Pompös und aufrauschend dann der gewaltige Finalsatz mit seinen heftigen Paukenakzenten zu Beginn, die an eine Reiterschar denken lässt. Andris Nelsons wahrte auch hier perfekt die dynamische Balance und begann diesen Satz in einem furios nach vorne stürmenden Tempo. Faszinierend seine musikalische Klarsicht auf die z.T. verästelte musikalische Struktur und die vielen Fugatoeinschübe. Auch in den gewaltigen polyphonen Aufschichtungen gewährleistete Nelsons eine klare Transparenz bis in die Nebenstimmen hinein. Herrlich derb und markant das laute Ostinato der Solo-Pauke, gefolgt von drastisch heraus gemeißelten Dissonanzen in den Blechbläsern. Das Finale am Satzende geriet in seinem ruhigen und sehr klar gegliederten Aufbau überwältigend.

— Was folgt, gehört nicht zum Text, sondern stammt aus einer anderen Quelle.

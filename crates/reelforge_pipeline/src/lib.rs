//! Capability registry and workflow engine for Reelforge.
//!
//! A run takes a [`GenerationRequest`](reelforge_core::GenerationRequest)
//! through three stages:
//!
//! 1. **Storyboard**: the selected LLM turns the topic, book or content into
//!    exactly `n` scene stubs ([`StoryboardProcessor`]). Books are described
//!    first ([`fetch_book_info`]) so the prompt and frames can use the details.
//! 2. **Scenes**: each scene is processed by its own task, at most
//!    `max_concurrent_scenes` at a time. A task refines narration, derives an
//!    image prompt, runs TTS and image generation side by side
//!    ([`SceneGenerator`]) and renders the frame ([`FrameComposer`]).
//! 3. **Composition**: usable scenes are handed to the encoder in index
//!    order ([`VideoCompositor`]).
//!
//! The [`WorkflowEngine`] owns the [`WorkflowRun`] record; scene tasks report
//! back to it and never mutate it directly.

#![forbid(unsafe_code)]
#![warn(missing_docs)]

mod artifacts;
mod caller;
mod compositor;
mod extraction;
mod frame;
pub mod prompts;
mod registry;
mod run;
mod scene;
mod storyboard;
mod workflow;

pub use artifacts::ArtifactTracker;
pub use caller::{CapabilityLimiters, ProviderCaller};
pub use compositor::{Composition, VideoCompositor, default_output_path, plan_segments};
pub use extraction::{clean_text, extract_json, parse_beats, parse_book_info};
pub use frame::{
    FIELD_IMAGE, FIELD_TEXT, FIELD_TOPIC, FrameComposer, FrameContext, bind_template,
    frame_fields,
};
pub use registry::CapabilityRegistry;
pub use run::WorkflowRun;
pub use scene::{SceneContext, SceneGenerator};
pub use storyboard::{StoryboardProcessor, fetch_book_info, resolve_title};
pub use workflow::{WorkflowEngine, WorkflowEngineBuilder};
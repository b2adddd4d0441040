//! Reelforge - short vertical videos from a topic, a book or a block of text.
//!
//! Reelforge pairs a capability registry (LLM, TTS and image providers behind
//! common traits) with a workflow engine that turns one request into a video:
//!
//! - **Storyboard**: the LLM splits the source into exactly `n` scenes
//! - **Scenes**: narration audio and an illustration per scene, rendered into
//!   a frame, with bounded concurrency and cancellation
//! - **Composition**: usable frames and audio handed to a video encoder in
//!   scene order
//!
//! # Quick Start
//!
//! ```rust,ignore
//! use reelforge::{
//!     CapabilityRegistry, ContentSource, GenerationRequest, InMemoryArtifactStore,
//!     RegisteredCapability, WorkflowEngine, init_tracing,
//! };
//! use std::sync::Arc;
//!
//! #[tokio::main]
//! async fn main() -> Result<(), Box<dyn std::error::Error>> {
//!     init_tracing(false)?;
//!
//!     let mut registry = CapabilityRegistry::new();
//!     registry.register(RegisteredCapability::llm("my-llm", Arc::new(MyLlm)))?;
//!     registry.register(RegisteredCapability::tts("my-tts", Arc::new(MyTts)))?;
//!     registry.register(RegisteredCapability::image("my-images", Arc::new(MyImages)))?;
//!
//!     let engine = WorkflowEngine::builder()
//!         .registry(Arc::new(registry))
//!         .templates(Arc::new(MyTemplates))
//!         .renderer(Arc::new(MyRenderer))
//!         .encoder(Arc::new(MyEncoder))
//!         .store(Arc::new(InMemoryArtifactStore::new()))
//!         .build()?;
//!
//!     let request = GenerationRequest::builder()
//!         .source(ContentSource::Topic("How bees dance".to_string()))
//!         .frame_template("default")
//!         .build()?;
//!
//!     let result = engine.generate(request).await;
//!     println!("{:?}", result.video_path);
//!     Ok(())
//! }
//! ```
//!
//! # Architecture
//!
//! - `reelforge_error` - Error kinds and `ReelforgeError`
//! - `reelforge_core` - Scenes, storyboards, requests, results, progress events
//! - `reelforge_interface` - Provider and collaborator traits
//! - `reelforge_rate_limit` - Retry policy, rate limiter, configuration
//! - `reelforge_storage` - Content-addressed artifact storage
//! - `reelforge_pipeline` - Capability registry and workflow engine
//!
//! This crate re-exports everything for convenience.

#![forbid(unsafe_code)]

mod telemetry;

pub use reelforge_core::*;
pub use reelforge_error::*;
pub use reelforge_interface::*;
pub use reelforge_rate_limit::*;
pub use reelforge_storage::*;

pub use reelforge_pipeline::{
    ArtifactTracker, CapabilityLimiters, CapabilityRegistry, Composition, FIELD_IMAGE,
    FIELD_TEXT, FIELD_TOPIC, FrameComposer, FrameContext, ProviderCaller, SceneContext,
    SceneGenerator, StoryboardProcessor, VideoCompositor, WorkflowEngine,
    WorkflowEngineBuilder, WorkflowRun, bind_template, clean_text, default_output_path,
    extract_json, fetch_book_info, frame_fields, parse_beats, parse_book_info, plan_segments,
    resolve_title,
};

pub use telemetry::{TryInitError, init_tracing, init_tracing_with_filter};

Das Gewandhausorchester Leipzig ist seit jeher intensiv mit der Musik Anton Bruckners vertraut. Es war imponierend zu erleben, wie souverän und warmstimmig alle Instrumentalgruppen miteinander musizierten. Mit höchster Konzentration, großer Ausdauer und bestechender Klangqualität zeigte das Gewandhausorchester seine herausragende Qualität, die sich fortwährend in einem edlen Klangpanorama aufzeigte. Der Klang des Orchesters ist einzigartig, wirkt samtig, golden und doch immer auch zupackend, geradezu körperlich, wenn es gefordert war. Was besonders beeindruckte, war das erlebbare Miteinander des Orchesters, die Musiker hörten aufeinander und reagierten sehr sensibel. Der warme Klang der Streichergruppe, die immer weich intonierenden Holzbläser, das majestätische, ungemein sicher, ausdauernde Blech und die fabelhaften Schlagzeuger verliehen diesem Konzert einen Ausnahmecharakter.
Es war eine Bruckner Interpretation gegen den musikalischen Zeitgeist, nicht weichgespült oder durch willkürliche interpretatorische Mätzchen verflacht. Nein, es war ein musikalisches Bekenntnis, welches Andris Nelsons mit seinem hingebungsvoll agierenden Gewandhausorchester Leipzig formulierte! Sehr subjektiv und dadurch unwiderstehlich in seiner Überzeugungskraft!
Das Publikum im ausverkauften Konzertsaal wusste diesen besonderen Abend zu würdigen und feierte Nelsons sowie das Gewandhausorchester Leipzig mit ausdauernden Intensiv-Huldigungen.